• _TASK BRIEF_
Return each line of the records below in which the string "Case" turns up.

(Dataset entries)
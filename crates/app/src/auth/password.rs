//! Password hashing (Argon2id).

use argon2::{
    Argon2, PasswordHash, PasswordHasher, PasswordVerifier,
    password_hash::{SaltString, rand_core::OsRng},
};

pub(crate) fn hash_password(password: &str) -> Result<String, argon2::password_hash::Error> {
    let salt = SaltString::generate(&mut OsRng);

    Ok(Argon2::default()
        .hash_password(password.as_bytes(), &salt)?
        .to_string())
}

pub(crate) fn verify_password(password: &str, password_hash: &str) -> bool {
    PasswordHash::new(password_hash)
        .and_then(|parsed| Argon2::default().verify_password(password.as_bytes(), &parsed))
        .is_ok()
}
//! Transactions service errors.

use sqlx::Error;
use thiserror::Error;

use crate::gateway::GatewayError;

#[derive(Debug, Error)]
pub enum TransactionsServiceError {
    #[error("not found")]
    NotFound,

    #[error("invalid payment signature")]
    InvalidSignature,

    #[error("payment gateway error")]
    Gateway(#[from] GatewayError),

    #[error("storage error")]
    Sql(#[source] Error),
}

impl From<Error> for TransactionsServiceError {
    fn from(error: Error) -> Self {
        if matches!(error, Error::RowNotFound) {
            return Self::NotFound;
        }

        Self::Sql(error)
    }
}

* * *

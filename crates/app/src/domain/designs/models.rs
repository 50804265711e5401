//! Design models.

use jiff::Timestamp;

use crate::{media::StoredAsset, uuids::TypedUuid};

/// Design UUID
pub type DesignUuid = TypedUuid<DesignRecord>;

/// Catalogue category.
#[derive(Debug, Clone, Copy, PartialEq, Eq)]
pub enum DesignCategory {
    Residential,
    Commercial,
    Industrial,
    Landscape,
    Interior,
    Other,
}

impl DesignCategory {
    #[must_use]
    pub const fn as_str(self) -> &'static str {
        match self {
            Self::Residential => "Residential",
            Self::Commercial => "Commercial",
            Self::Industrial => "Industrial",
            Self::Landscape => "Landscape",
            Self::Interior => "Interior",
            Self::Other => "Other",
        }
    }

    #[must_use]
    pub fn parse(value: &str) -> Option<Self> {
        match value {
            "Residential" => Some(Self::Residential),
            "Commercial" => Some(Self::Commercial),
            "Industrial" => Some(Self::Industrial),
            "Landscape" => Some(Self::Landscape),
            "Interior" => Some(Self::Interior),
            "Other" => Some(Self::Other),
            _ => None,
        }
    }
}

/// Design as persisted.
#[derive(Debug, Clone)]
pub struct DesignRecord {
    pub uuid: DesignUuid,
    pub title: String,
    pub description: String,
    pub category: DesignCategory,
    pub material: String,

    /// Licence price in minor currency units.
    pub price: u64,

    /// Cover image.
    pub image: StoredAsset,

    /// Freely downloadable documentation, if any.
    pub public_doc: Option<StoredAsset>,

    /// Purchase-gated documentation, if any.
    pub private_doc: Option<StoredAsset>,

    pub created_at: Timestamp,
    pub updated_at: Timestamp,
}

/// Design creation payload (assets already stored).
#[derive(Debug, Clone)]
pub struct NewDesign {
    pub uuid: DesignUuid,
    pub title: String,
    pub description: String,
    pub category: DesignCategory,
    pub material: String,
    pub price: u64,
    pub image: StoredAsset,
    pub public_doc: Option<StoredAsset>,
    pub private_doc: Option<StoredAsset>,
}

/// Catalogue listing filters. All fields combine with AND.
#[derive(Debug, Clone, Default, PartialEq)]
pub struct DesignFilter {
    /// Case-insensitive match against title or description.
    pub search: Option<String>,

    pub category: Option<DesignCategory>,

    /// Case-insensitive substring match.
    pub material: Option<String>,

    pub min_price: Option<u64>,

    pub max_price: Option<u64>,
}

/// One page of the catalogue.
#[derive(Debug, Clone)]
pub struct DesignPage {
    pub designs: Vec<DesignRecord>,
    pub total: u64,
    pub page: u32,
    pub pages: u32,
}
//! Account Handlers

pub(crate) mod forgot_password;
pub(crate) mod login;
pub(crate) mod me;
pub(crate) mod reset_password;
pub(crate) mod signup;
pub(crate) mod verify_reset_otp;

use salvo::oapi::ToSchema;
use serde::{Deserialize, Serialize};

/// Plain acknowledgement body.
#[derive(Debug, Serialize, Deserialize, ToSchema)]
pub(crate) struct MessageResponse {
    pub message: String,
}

* * *

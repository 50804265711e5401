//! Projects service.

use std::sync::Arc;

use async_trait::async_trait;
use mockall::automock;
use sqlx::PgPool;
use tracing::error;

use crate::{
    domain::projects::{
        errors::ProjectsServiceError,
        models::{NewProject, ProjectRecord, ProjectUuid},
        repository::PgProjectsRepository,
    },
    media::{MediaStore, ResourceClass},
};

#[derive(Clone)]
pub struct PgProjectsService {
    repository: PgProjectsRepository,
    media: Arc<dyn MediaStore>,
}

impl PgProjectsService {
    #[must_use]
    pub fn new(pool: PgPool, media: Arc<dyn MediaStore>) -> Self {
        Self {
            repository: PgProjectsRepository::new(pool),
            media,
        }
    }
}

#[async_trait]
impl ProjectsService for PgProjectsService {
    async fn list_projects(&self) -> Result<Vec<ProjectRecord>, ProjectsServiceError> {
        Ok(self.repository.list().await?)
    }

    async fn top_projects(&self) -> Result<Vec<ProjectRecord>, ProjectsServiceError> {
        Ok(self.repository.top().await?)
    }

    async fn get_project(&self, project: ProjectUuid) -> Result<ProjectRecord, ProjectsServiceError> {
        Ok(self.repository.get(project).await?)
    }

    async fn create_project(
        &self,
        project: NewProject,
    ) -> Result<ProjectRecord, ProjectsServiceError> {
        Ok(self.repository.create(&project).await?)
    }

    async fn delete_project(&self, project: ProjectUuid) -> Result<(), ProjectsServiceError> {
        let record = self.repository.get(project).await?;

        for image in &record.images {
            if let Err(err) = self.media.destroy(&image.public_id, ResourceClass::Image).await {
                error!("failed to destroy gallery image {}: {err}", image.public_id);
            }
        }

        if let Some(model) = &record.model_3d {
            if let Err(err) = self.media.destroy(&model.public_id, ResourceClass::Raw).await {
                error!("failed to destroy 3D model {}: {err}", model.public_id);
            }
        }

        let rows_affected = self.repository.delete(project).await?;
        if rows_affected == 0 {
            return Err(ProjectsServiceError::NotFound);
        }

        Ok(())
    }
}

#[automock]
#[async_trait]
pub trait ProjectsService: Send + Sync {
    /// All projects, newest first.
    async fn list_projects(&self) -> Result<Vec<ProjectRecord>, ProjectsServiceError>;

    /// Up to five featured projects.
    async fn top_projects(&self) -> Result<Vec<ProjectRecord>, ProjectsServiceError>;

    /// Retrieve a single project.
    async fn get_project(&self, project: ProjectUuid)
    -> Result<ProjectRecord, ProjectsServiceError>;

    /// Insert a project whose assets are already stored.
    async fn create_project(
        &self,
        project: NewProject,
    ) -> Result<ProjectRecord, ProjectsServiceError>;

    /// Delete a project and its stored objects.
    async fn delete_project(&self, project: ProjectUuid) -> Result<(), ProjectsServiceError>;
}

• _PROBLEM SOLUTION_
    /// Case-insensitive match against title or description.
    /// Case-insensitive substring match.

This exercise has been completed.